Message text written by INTERNET:lowlands-l at LOWLANDS-L.NET
>Now- it's hard to imagine for me that while the world around us is getting
complexer everywhere and everyday our languages allow 'themselves' to
become
less structured, to loose older fussines.<

But strange to tell that is what appears to be happening -

 it is as if the more complex we become, the less we need to be utterly
unambiguous in language.
As if we are more capable of handling nuances, homonyms, (such as flies &
flies???)  homophones etc

We do not seem to need all the specific pointers that made  a language
inflected  and the 'who/whom' example given some days ago is a perfect
example. Today's children find 'the 'm' of whom superfluous to
understanding so they omit it. But has anyone heard or seen anyone trying
to drop the 'se' of whose ? No -  because it serves a clear purpose.

Heather

PS re light - a question I posed some days ago

Most post war English publications have 'lighted' in print - yet listen to
a book being read aloud - on the radio for instance - and you will hear
only 'lit'.

What do you wrote and what do you say?
"I lighted a cigarette" or ' I lit a cigarette'
"He lighted the fire' 'He lit the fire'

and then go and check with some books on your shelves. lighted/lit?

Language change in action - or is it language manipulation by publishers
that isn't going down well with the grassroots speakers?

----------

From: Sandy Fleming <sandy at scotstext.org>
Subject: LL-L "Grammar" 2005.12.06 (05) [E]

> From: jonny <jonny.meibohm at arcor.de>
> Subject: LL-L "Grammar" 2005.12.05 (03) [E]
>
> Dear Ron and all Lowlanders,
>
> just being an absolute ignoramus I'm watching all the postings which came
> lately about phonological/grammatical developments with due respect and a
> more general interest.
>
> Already in earlier comments I stumbled over some remarks regarding a
> tendency of 'lazyness' in modern languages causing e.g. changes of
> consonants or simplification of grammar- and this to be watched
> worldwide,
> as I learned here.
>
> Now- it's hard to imagine for me that while the world around us is
> getting
> complexer everywhere and everyday our languages allow 'themselves' to
> become
> less structured, to loose older fussines.

Hi Jonny!

But then again people in the old days were a bit lazy about the word
order! The Romans couldn't be bothered worrying about whether:

"The girl ate the cake"

or:

"The cake ate the girl"

Because the case inflection told them which was the subject and which
the object.

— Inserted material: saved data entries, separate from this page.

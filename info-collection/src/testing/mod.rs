//! Testing utilities
//!
//! Provides a recording email sender for assertions on dispatched mail.

use std::sync::Arc;

use async_trait::async_trait;
use parking_lot::Mutex;

use crate::email::{Email, EmailError, EmailSender};

/// Email sender that keeps every sent email in memory
///
/// Emails are validated before they are recorded, like a real backend
/// would. Clones share the same record.
#[derive(Debug, Clone, Default)]
pub struct RecordingEmailSender {
    sent: Arc<Mutex<Vec<Email>>>,
}

impl RecordingEmailSender {
    /// Create a new recording sender
    #[must_use]
    pub fn new() -> Self {
        Self::default()
    }

    /// Number of emails sent
    #[must_use]
    pub fn sent_count(&self) -> usize {
        self.sent.lock().len()
    }

    /// All sent emails, in send order
    #[must_use]
    pub fn sent_emails(&self) -> Vec<Email> {
        self.sent.lock().clone()
    }

    /// Whether an email was sent to `address`
    #[must_use]
    pub fn was_sent_to(&self, address: &str) -> bool {
        self.sent
            .lock()
            .iter()
            .any(|email| email.to.iter().any(|to| to == address))
    }

    /// Whether an email was sent with `subject`
    #[must_use]
    pub fn was_sent_with_subject(&self, subject: &str) -> bool {
        self.sent
            .lock()
            .iter()
            .any(|email| email.subject.as_deref() == Some(subject))
    }
}

#[async_trait]
impl EmailSender for RecordingEmailSender {
    async fn send(&self, email: Email) -> Result<(), EmailError> {
        email.validate()?;
        self.sent.lock().push(email);
        Ok(())
    }
}

#[cfg(test)]
mod tests {
    use super::*;

    #[tokio::test]
    async fn test_records_valid_emails_only() {
        let sender = RecordingEmailSender::new();

        let valid = Email::new()
            .to("user@example.com")
            .from("noreply@example.com")
            .subject("Test")
            .html("<p>Hello</p>");
        let invalid = Email::new().from("noreply@example.com").subject("Test").html("x");

        sender.send(valid).await.unwrap();
        assert!(sender.send(invalid).await.is_err());

        assert_eq!(sender.sent_count(), 1);
        assert!(sender.was_sent_to("user@example.com"));
        assert!(sender.was_sent_with_subject("Test"));
    }
}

And they couldn't be bothered with the "the"s at all, the
lazy sods!

We still have one case inflection left in English, the genitive (though
some call it the "Saxon Genitive" and say it's not a case at all, hence
the apologetic apostrophe), but in Welsh they can't be bothered with any
sort of inflections on nouns and show the genitive by word order too.
It's as if in English:

"The girl's cake"

became

"Cake girl"

(because the Welsh can't be bothered with the "the" either, the lazy sods!).

In British Sign Language we're very stict about grammar - and very lazy
too! We have lots of inflections - and none, too! We say:

"Cake girl ate"

or:

"Girl cake ate"

We don't care which way round it goes because we know the cake didn't
eat the girl! Of course if we really mean it we can say the cake ate the
girl, by putting "girl" first, with a comma after her to indicate a
little pause in the signing:

"Girl, cake ate"

Now, you might think, since we know what's eating what, we don't care
where the "ate" goes either:

*"Eat cake girl"

but we do! The verb has to come after the object, that's a strict rule,
so that last one was wrong!

So you see we have both strict and lazy in BSL.

We also have a lot of inflections in BSL, and at the same time we don't.
We have two signs for "run", for example - one takes loads of
inflections, the other, none at all!

Of course, the Romans weren't quite as fussy about prepositions as we
are. Do you ever think about sentences like this?:

"He looked towards the sun"
"He looked sunwards"

Maybe could speakwe English very much as the Romans spoke Latin, really
wantedweif, Simplit, just takeyou all those little words and stickem the
endson nounsof suchlikand!

Maybe English isn't that much different Latinfrom and nobody's really
lazy, Is justit six half-a-dozenand!

Sandy Fleming
http://scotstext.org/

----------

From: Sandy Fleming <sandy at scotstext.org>
Subject: LL-L "Grammar" 2005.12.06 (08) [E]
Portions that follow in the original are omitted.